Le climat ne mérite-t-il pas mieux que ces militants-là ?

Temps de lecture estimé : 3 minutes

Geoffrey Wetzel,
journaliste-chef de service

Depuis plusieurs semaines, le mouvement écologiste se divise et se radicalise. Si le réchauffement climatique ne fait plus aucun doute, la méthode d’alerte, elle, laisse perplexe. Voire agace.

Il y avait eu l’entartage de « La Joconde » de Vinci au musée du Louvre. C’était en mai. Depuis, les actions militantes croissent à vitesse grand V : une soupe à la tomate jetée sur une œuvre de Van Gogh, les « Tournesols », de la purée de pommes de terre propulsée sur un tableau de Monet, un militant qui colle sa tête à « La jeune fille à la perle » de Vermeer. Pour le climat, déterminés, ces activistes s’en prennent à l’art. Pourquoi ?  « Je pense qu’ils s’en prennent à un lieu de conservation, parce qu’on n’est pas capable de conserver les espaces naturels », estime Bruno Nassim Aboudrar, historien de l’art.

Une interprétation possible, certes. Mais la première visée de ces défenseurs de l’environnement reste, avant tout, le retentissement médiatique qui découle de ces coups d’éclats. Les gens sont attachés au patrimoine culturel. On ne touche pas à Van Gogh, Monet, Picasso ou Vermeer. Ces activistes le savent pertinemment. D’ailleurs une vitre protège généralement ces œuvres dans les musées. Non, ces militants-là cherchent à marquer les esprits. Choquer pour interpeller, faire réagir.

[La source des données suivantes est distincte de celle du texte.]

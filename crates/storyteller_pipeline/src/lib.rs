//! Three-stage script generation pipeline.
//!
//! Trend analysis feeds the dashboard, topic recommendation offers four
//! story ideas, and script generation turns one of them into a long-form
//! radio-drama script. Every stage shares one persona directive and sends a
//! response schema the provider must satisfy.
//!
//! [`ScriptPipeline`] exposes the stages as independent calls;
//! [`StudioSession`] walks them in order and keeps per-step state.

#![forbid(unsafe_code)]
#![warn(missing_docs)]

mod config;
mod fallback;
mod parse;
mod pipeline;
mod prompts;
mod schema;
mod session;
mod stage;

pub use config::{ModelConfig, StorageConfig, StorytellerConfig};
pub use fallback::fallback_analysis;
pub use parse::parse_structured;
pub use pipeline::{AnalysisOutcome, ScriptPipeline};
pub use prompts::{
    MIN_SCRIPT_CHARS, PERSONA_DIRECTIVE, TOPIC_RECOMMENDATION_PROMPT, TREND_ANALYSIS_PROMPT,
    script_prompt,
};
pub use schema::{analysis_schema, script_schema, topics_schema};
pub use session::{
    ANALYSIS_FAILED_MESSAGE, SCRIPT_FAILED_MESSAGE, Step, StudioSession, TOPICS_FAILED_MESSAGE,
};
pub use stage::Stage;
//! Probe indices, one per physical temperature channel on the device.

use std::fmt;

use crate::error::ValidationError;

/// Number of probe channels exposed by the device.
pub const PROBE_COUNT: usize = 4;

/// A probe channel, indexed 0–3 on the wire.
#[derive(Debug, Clone, Copy, PartialEq, Eq, Hash, PartialOrd, Ord)]
pub struct ProbeId(u8);

impl ProbeId {
    /// All probes in wire order.
    pub const ALL: [ProbeId; PROBE_COUNT] = [ProbeId(0), ProbeId(1), ProbeId(2), ProbeId(3)];

    /// Wire index of the probe (0-based).
    #[must_use]
    pub fn index(self) -> usize {
        usize::from(self.0)
    }

    /// Human label shown on the dashboard (`Probe 1` for index 0).
    #[must_use]
    pub fn label(self) -> String {
        format!("Probe {}", self.0 + 1)
    }

    /// Parse a 1-based probe number as typed by a user.
    ///
    /// # Errors
    ///
    /// Returns [`ValidationError::InvalidProbe`] when `number` is not in `1..=4`.
    pub fn from_number(number: usize) -> Result<Self, ValidationError> {
        number
            .checked_sub(1)
            .and_then(|idx| Self::try_from(idx).ok())
            .ok_or(ValidationError::InvalidProbe(number))
    }
}

impl TryFrom<usize> for ProbeId {
    type Error = ValidationError;

    fn try_from(index: usize) -> Result<Self, Self::Error> {
        u8::try_from(index)
            .ok()
            .filter(|idx| usize::from(*idx) < PROBE_COUNT)
            .map(ProbeId)
            .ok_or(ValidationError::InvalidProbe(index))
    }
}

impl fmt::Display for ProbeId {
    fn fmt(&self, f: &mut fmt::Formatter<'_>) -> fmt::Result {
        write!(f, "{}", self.0)
    }
}

#[cfg(test)]
mod tests {
    use super::*;

    #[test]
    fn should_accept_indices_below_probe_count() {
        for idx in 0..PROBE_COUNT {
            assert_eq!(ProbeId::try_from(idx).unwrap().index(), idx);
        }
    }

    #[test]
    fn should_reject_index_four() {
        assert_eq!(
            ProbeId::try_from(4),
            Err(ValidationError::InvalidProbe(4))
        );
    }

    #[test]
    fn should_label_probes_from_one() {
        assert_eq!(ProbeId::ALL[0].label(), "Probe 1");
        assert_eq!(ProbeId::ALL[3].label(), "Probe 4");
    }

    #[test]
    fn should_parse_one_based_numbers() {
        assert_eq!(ProbeId::from_number(1).unwrap(), ProbeId::ALL[0]);
        assert_eq!(ProbeId::from_number(4).unwrap(), ProbeId::ALL[3]);
        assert_eq!(
            ProbeId::from_number(0),
            Err(ValidationError::InvalidProbe(0))
        );
        assert!(ProbeId::from_number(5).is_err());
    }
}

Problème, de ces actes… on ne retient finalement que la spectacularité. Voilà le pouvoir des images. La forme prime sur le fond. « Que vous l’aimiez ou non, notre action soupe et Tournesols a suscité un débat à travers le monde entier », se réjouit-on à l’association Just Stop Oil. Ah bon, quel débat ? Peut-être celui qui porte sur le niveau de sécurité des musées ? Celui qui interroge la limite à ne pas franchir pour défendre une cause, aussi noble soit-elle ? Ou celui sur le clivage générationnel qui se creuse entre les boomers et une jeunesse composée de « fous furieux » ? L’enjeu du réchauffement climatique, lui, reste en arrière-plan.

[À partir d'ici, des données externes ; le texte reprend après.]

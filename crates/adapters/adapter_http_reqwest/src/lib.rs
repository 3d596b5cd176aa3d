//! # probehub-adapter-http-reqwest
//!
//! Device transport — sends the API requests built by `probehub-app` to the
//! thermometer over HTTP with `reqwest`.
//!
//! ## Responsibilities
//! - Resolve request paths against the configured device base URL
//! - Attach the JSON content type and forward the body untouched
//! - Map network failures onto [`ApiError`](probehub_domain::error::ApiError)
//!
//! Status codes are returned as-is; interpreting them is the API client's job.
//!
//! ## Dependency rule
//! Same as other adapters: depends on `probehub-app` and `probehub-domain`.

pub mod config;
pub mod error;
pub mod transport;

pub use config::DeviceConfig;
pub use error::TransportSetupError;
pub use transport::ReqwestTransport;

Ces militants-là recherchent le spectaculaire. Qu’ils ne s’étonnent pas que l’on ne parle que du spectaculaire. Le climat passe après. Après l’émoi que suscite une soupe à la tomate dégoulinante sur une œuvre d’art. Bref, « ce type de tactiques ne fonctionne pas pour changer les esprits », considère la sociologue américaine et membre du Giec Dana Fisher, qui a étudié les récents effets de l’activisme climatique.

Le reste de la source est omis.